Tucked up against the walls of the Vatican, far from its frescoed halls and opulent chapels, Pope Francis’s legacy was close to being decided on Tuesday (Wednesday AEDT) in a modern, brightly lit courtroom.
Lawyers wrapped up their arguments on the final day of the Vatican’s two-year “trial of the century”, in which 10 people – one a cardinal – are accused of involvement in a “rotten, predatory and lucrative” web of embezzlement, fraud and corruption.
With a verdict expected this week, the trial will be regarded by many as an indication of whether the Pope, 86, has lived up to his promise to clean up Vatican sleaze or overseen a legal mess while abusing his own authority.
It has taken three judges 85 hearings to sift through the details of the Holy See’s disastrous €350m investment in a former Harrods warehouse in Chelsea, west London, destined to become luxury flats. When the building was sold in 2018 at a loss of about €200m, there were allegations of rip-off consultancy fees, mismanagement and vanishing cash.
The chief suspect is the Italian cardinal Angelo Becciu, 75, the Pope’s chief of staff at the time, who could be jailed for seven years after the Pope changed the law to allow cardinals to be tried by the Vatican’s lay judges.
The alleged offences came to light during an investigation led by Australian cardinal George Pell, with subsequent claims that Cardinal Becciu was linked to the transfer of €700,000 to Australia to help secure evidence against Pell in his sexual abuse trial.
Prosecutors also accuse Cardinal Becciu of impropriety over his transfer of cash to a charity run by his brother and large payouts to Cecilia Marogna, a self-styled intelligence expert who was meant to use the money to free nuns taken hostage in Africa but spent huge amounts on furniture.
“He’s accused of breaking the law to benefit people he didn’t know. There’s no sense in the allegation,” Fabio Viglione, Cardinal Becciu’s lawyer, told the court.
Raffaele Mincione, the London-based financier who handled the Chelsea deal, has told the court the Vatican pulled out of the investment in a hurry as property values slowed, and it would have made a profit had it held on.
Mr Mincione has sued the Vatican for damage to his reputation, which he says prompted his children’s private school in London, Godolphin and Latymer, to refuse his donations.
The stout defence mounted by the accused has combined with doubts over the star witness: Monsignor Alberto Perlasca, the Vatican official who escaped charges by giving evidence against Cardinal Becciu.

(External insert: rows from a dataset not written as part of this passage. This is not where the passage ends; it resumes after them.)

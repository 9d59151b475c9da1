//! Command registration for the host benchmarking harness.
//!
//! The harness looks operations up by command name, lists them with their
//! descriptions, and builds one instance per worker.

use perf_core::{RowOpConfig, StoreClient};
use perf_ops::{
    BatchWriteOp, FloatWriteOp, RowOpError, RowOperation, VerificationReadOp,
    VerificationWriteOp,
};
use rand::rngs::StdRng;
use std::fmt;
use std::str::FromStr;
use std::sync::Arc;
use thiserror::Error;

/// Errors raised while resolving or building an operation.
#[derive(Error, Debug)]
pub enum RegistryError {
    /// No operation is registered under this name.
    #[error("Unknown command: {0}")]
    UnknownCommand(String),

    /// The operation rejected its configuration.
    #[error(transparent)]
    Operation(#[from] RowOpError),
}

/// The row operations this crate registers.
#[derive(Debug, Clone, Copy, PartialEq, Eq, Hash)]
pub enum OperationKind {
    FloatWrite,
    BatchWrite,
    VerificationRead,
    VerificationWrite,
}

/// Name and description the harness lists an operation under.
#[derive(Debug, Clone, Copy, PartialEq, Eq)]
pub struct CommandDescriptor {
    pub kind: OperationKind,
    pub name: &'static str,
    pub description: &'static str,
}

/// All registered commands, in registration order.
pub const COMMANDS: [CommandDescriptor; 4] = [
    CommandDescriptor {
        kind: OperationKind::FloatWrite,
        name: "floatWrite",
        description: "Run float write test",
    },
    CommandDescriptor {
        kind: OperationKind::BatchWrite,
        name: "batchWrite",
        description: "Run batch write test",
    },
    CommandDescriptor {
        kind: OperationKind::VerificationRead,
        name: "verificationRead",
        description: "Run verificationRead read test",
    },
    CommandDescriptor {
        kind: OperationKind::VerificationWrite,
        name: "verificationWrite",
        description: "Run verificationWrite write test",
    },
];

impl OperationKind {
    fn descriptor(self) -> &'static CommandDescriptor {
        match self {
            OperationKind::FloatWrite => &COMMANDS[0],
            OperationKind::BatchWrite => &COMMANDS[1],
            OperationKind::VerificationRead => &COMMANDS[2],
            OperationKind::VerificationWrite => &COMMANDS[3],
        }
    }

    pub fn name(self) -> &'static str {
        self.descriptor().name
    }

    pub fn description(self) -> &'static str {
        self.descriptor().description
    }

    /// Whether instances of this kind read rather than write.
    pub fn is_read(self) -> bool {
        matches!(self, OperationKind::VerificationRead)
    }
}

impl fmt::Display for OperationKind {
    fn fmt(&self, f: &mut fmt::Formatter<'_>) -> fmt::Result {
        f.write_str(self.name())
    }
}

impl FromStr for OperationKind {
    type Err = RegistryError;

    fn from_str(s: &str) -> Result<Self, Self::Err> {
        COMMANDS
            .iter()
            .find(|command| command.name == s)
            .map(|command| command.kind)
            .ok_or_else(|| RegistryError::UnknownCommand(s.to_string()))
    }
}

/// Build one operation instance for a worker.
///
/// `rng` is owned by the new instance; the deterministic verification
/// operations drop it.
pub fn build_operation(
    kind: OperationKind,
    store: Arc<dyn StoreClient>,
    config: RowOpConfig,
    rng: StdRng,
) -> Result<Box<dyn RowOperation>, RegistryError> {
    let operation: Box<dyn RowOperation> = match kind {
        OperationKind::FloatWrite => Box::new(FloatWriteOp::new(store, config, rng)?),
        OperationKind::BatchWrite => Box::new(BatchWriteOp::new(store, config, rng)?),
        OperationKind::VerificationRead => Box::new(VerificationReadOp::new(store, config)?),
        OperationKind::VerificationWrite => Box::new(VerificationWriteOp::new(store, config)?),
    };
    Ok(operation)
}
use anyhow::{Result, bail};

use chemjson::WriteOptions;

use crate::cli::FmtArgs;

const MAX_INDENT: usize = 16;

pub fn build_write_options(args: &FmtArgs) -> Result<WriteOptions> {
    if args.indent > MAX_INDENT {
        bail!(
            "Indent width {} is too large (maximum is {})",
            args.indent,
            MAX_INDENT
        );
    }
    Ok(WriteOptions::with_indent_width(args.indent))
}
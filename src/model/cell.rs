use nalgebra::{Matrix3, Vector3};
use thiserror::Error;

#[derive(Debug, Clone, Copy, PartialEq, Eq, Error)]
pub enum CellError {
    #[error("unit cell is degenerate: its volume is zero or undefined")]
    Singular,
}

#[derive(Debug, Clone, Copy, PartialEq)]
pub struct UnitCell {
    a: f64,
    b: f64,
    c: f64,
    alpha: f64,
    beta: f64,
    gamma: f64,
}

impl UnitCell {
    pub fn new(a: f64, b: f64, c: f64, alpha: f64, beta: f64, gamma: f64) -> Self {
        Self {
            a,
            b,
            c,
            alpha,
            beta,
            gamma,
        }
    }

    pub fn from_degrees(a: f64, b: f64, c: f64, alpha: f64, beta: f64, gamma: f64) -> Self {
        Self::new(
            a,
            b,
            c,
            alpha.to_radians(),
            beta.to_radians(),
            gamma.to_radians(),
        )
    }

    #[inline]
    pub fn a(&self) -> f64 {
        self.a
    }

    #[inline]
    pub fn b(&self) -> f64 {
        self.b
    }

    #[inline]
    pub fn c(&self) -> f64 {
        self.c
    }

    #[inline]
    pub fn alpha(&self) -> f64 {
        self.alpha
    }

    #[inline]
    pub fn beta(&self) -> f64 {
        self.beta
    }

    #[inline]
    pub fn gamma(&self) -> f64 {
        self.gamma
    }

    pub fn alpha_degrees(&self) -> f64 {
        self.alpha.to_degrees()
    }

    pub fn beta_degrees(&self) -> f64 {
        self.beta.to_degrees()
    }

    pub fn gamma_degrees(&self) -> f64 {
        self.gamma.to_degrees()
    }

    // Columns are the lattice vectors: a along +x, b in the xy plane.
    pub fn cell_matrix(&self) -> Matrix3<f64> {
        let (sin_g, cos_g) = self.gamma.sin_cos();
        let cos_a = self.alpha.cos();
        let cos_b = self.beta.cos();

        let cx = self.c * cos_b;
        let cy = self.c * (cos_a - cos_b * cos_g) / sin_g;
        let cz = (self.c * self.c - cx * cx - cy * cy).sqrt();

        Matrix3::new(
            self.a,
            self.b * cos_g,
            cx,
            0.0,
            self.b * sin_g,
            cy,
            0.0,
            0.0,
            cz,
        )
    }

    pub fn volume(&self) -> f64 {
        self.cell_matrix().determinant()
    }

    pub fn is_degenerate(&self) -> bool {
        let volume = self.volume();
        !volume.is_finite() || volume.abs() <= f64::EPSILON
    }

    pub fn to_cartesian(&self, fractional: [f64; 3]) -> [f64; 3] {
        let v = self.cell_matrix() * Vector3::from(fractional);
        [v.x, v.y, v.z]
    }

    pub fn to_fractional(&self, cartesian: [f64; 3]) -> Result<[f64; 3], CellError> {
        let inverse = self.inverse_matrix()?;
        let v = inverse * Vector3::from(cartesian);
        Ok([v.x, v.y, v.z])
    }

    pub fn cartesian_coordinates(&self, fractional: &[[f64; 3]]) -> Vec<[f64; 3]> {
        let m = self.cell_matrix();
        fractional
            .iter()
            .map(|f| {
                let v = m * Vector3::from(*f);
                [v.x, v.y, v.z]
            })
            .collect()
    }

    pub fn fractional_coordinates(
        &self,
        cartesian: &[[f64; 3]],
    ) -> Result<Vec<[f64; 3]>, CellError> {
        let inverse = self.inverse_matrix()?;
        Ok(cartesian
            .iter()
            .map(|p| {
                let v = inverse * Vector3::from(*p);
                [v.x, v.y, v.z]
            })
            .collect())
    }

    fn inverse_matrix(&self) -> Result<Matrix3<f64>, CellError> {
        if self.is_degenerate() {
            return Err(CellError::Singular);
        }
        self.cell_matrix().try_inverse().ok_or(CellError::Singular)
    }
}
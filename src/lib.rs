//! A pure Rust codec between Chemical JSON (`.cjson`, `chemical/x-cjson`)
//! documents and an in-memory molecular model.
//!
//! # Features
//!
//! - **Validated reading**: Every field is checked for presence and JSON type;
//!   array lengths are reconciled against the atom and bond counts, and the read
//!   fails at the first violation with a descriptive [`io::Error`]
//! - **Coordinate reconciliation**: Cartesian 3D, 2D, and fractional coordinates,
//!   the latter converted through the document's [`UnitCell`]
//! - **Faithful writing**: Periodic molecules are written with fractional
//!   coordinates, unit-cell angles in degrees, and a configurable indent
//!
//! # Quick Start
//!
//! ```
//! use chemjson::io::{self, WriteOptions};
//! use chemjson::{Molecule, UnitCell};
//!
//! let text = r#"{
//!     "chemical json": 0,
//!     "name": "hydroxyl",
//!     "atoms": {
//!         "elements": { "number": [8, 1] },
//!         "coords": { "3d": [0.0, 0.0, 0.0, 0.97, 0.0, 0.0] }
//!     },
//!     "bonds": { "connections": { "index": [0, 1] }, "order": [1] }
//! }"#;
//!
//! let mut molecule = io::read(text.as_bytes())?;
//! assert_eq!(molecule.atom_count(), 2);
//! assert_eq!(molecule.bonds[0].order, 1);
//! assert_eq!(molecule.atoms[1].position3d, Some([0.97, 0.0, 0.0]));
//!
//! // With a unit cell, positions are written as fractional coordinates.
//! molecule.unit_cell = Some(UnitCell::from_degrees(10.0, 10.0, 10.0, 90.0, 90.0, 90.0));
//! let mut out = Vec::new();
//! io::write(&mut out, &molecule, &WriteOptions::default())?;
//! let written = String::from_utf8(out).unwrap();
//! assert!(written.contains("\"3d fractional\""));
//! # Ok::<(), chemjson::io::Error>(())
//! ```
//!
//! # Module Organization
//!
//! - [`io`]: The Chemical JSON reader, writer, diagnostics, and error type
//!
//! # Data Types
//!
//! - [`Molecule`]: Atoms, bonds, optional unit cell and basis set, metadata
//! - [`Atom`]: Atomic number with optional 3D and 2D positions
//! - [`Bond`]: Bond between two atom indices with an integer order
//! - [`UnitCell`]: Cell parameters and the Cartesian/fractional transform
//! - [`BasisSet`]: Gaussian- or Slater-type basis set with its [`ScfType`]
//! - [`MetaValue`]: Value stored in the molecule's metadata bag

mod model;

pub mod io;

pub use io::{CjsonFormat, Error, ErrorKind, WriteOptions};

pub use model::atom::Atom;
pub use model::basis::{BasisSet, GaussianSet, ParseScfTypeError, ScfType, SlaterSet};
pub use model::cell::{CellError, UnitCell};
pub use model::elements;
pub use model::metadata::MetaValue;
pub use model::system::{Bond, Molecule};
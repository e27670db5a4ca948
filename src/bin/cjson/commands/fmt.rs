use std::io::Write;

use anyhow::{Context, Result, bail};
use tracing::info;

use chemjson::{CjsonFormat, Molecule};

use crate::cli::FmtArgs;
use crate::config::build_write_options;
use crate::io::{create_output, describe, open_input, stdin_is_tty};

pub fn run_fmt(args: FmtArgs) -> Result<()> {
    if args.input.is_none() && stdin_is_tty() {
        bail!(
            "No input file specified and stdin is a terminal.\n\nUsage: cjson fmt -i <FILE> or pipe data via stdin."
        );
    }

    let options = build_write_options(&args)?;
    let source = describe(args.input.as_deref(), "<stdin>");
    let target = describe(args.output.as_deref(), "<stdout>");

    let mut format = CjsonFormat::with_options(options);
    let mut molecule = Molecule::new();
    let input = open_input(args.input.as_deref())?;
    format
        .read(input, &mut molecule)
        .with_context(|| format!("Failed to read {source}"))?;

    // Create the output only after a successful read so a failed rewrite in
    // place never truncates the input.
    let mut output = create_output(args.output.as_deref())?;
    format
        .write(&molecule, &mut output)
        .with_context(|| format!("Failed to write {target}"))?;
    output
        .flush()
        .with_context(|| format!("Failed to flush {target}"))?;

    info!(
        source = %source,
        target = %target,
        atoms = molecule.atom_count(),
        bonds = molecule.bond_count(),
        warnings = format.diagnostics().len(),
        "document rewritten"
    );
    Ok(())
}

The prosecution has also stumbled in its pursuit of Gianluigi Torzi, an Italian broker brought in by the Vatican to organise its takeover of the Chelsea property from Mr Mincione. They claim Mr Torzi used skulduggery to take control of the property himself before extorting €15m from the Vatican in return for handing back control.
When the Vatican tried to freeze Mr Torzi’s UK assets, a British judge refused permission, claiming the Vatican had made a “clear misrepresentation of what might otherwise be a perfectly legitimate transaction”.
The allegation also raised a thorny issue for the Vatican. If, as witnesses have suggested, the Pope agreed to the €15m payment to Mr Torzi, how could he subsequently put Mr Torzi on trial for extortion?
Throughout the trial, lawyers have questioned the Pope’s dual role as victim of the alleged fraud and ultimate authority over the court trying the defendants. It was his decision to relax the rules so that prosecutors could more easily wiretap suspects, seize their computers and arrest them.
“They didn’t have to get the permission of a judge and it was only allowed for this trial,” said Luigi Panella, the lawyer who represents Enrico Crasso, a financial consultant facing trial.
Ed Condon, a Vatican expert, said the Pope could face criticism whatever the judges decide. “If there are 10 acquittals, Vatican justice will be called incompetent. If there are 10 convictions, it will be called a kangaroo court,” said Mr Condon, a canon lawyer and editor of the Catholic news site The Pillar. “And if no trial had been held, Francis would have been accused of not reforming the Vatican.”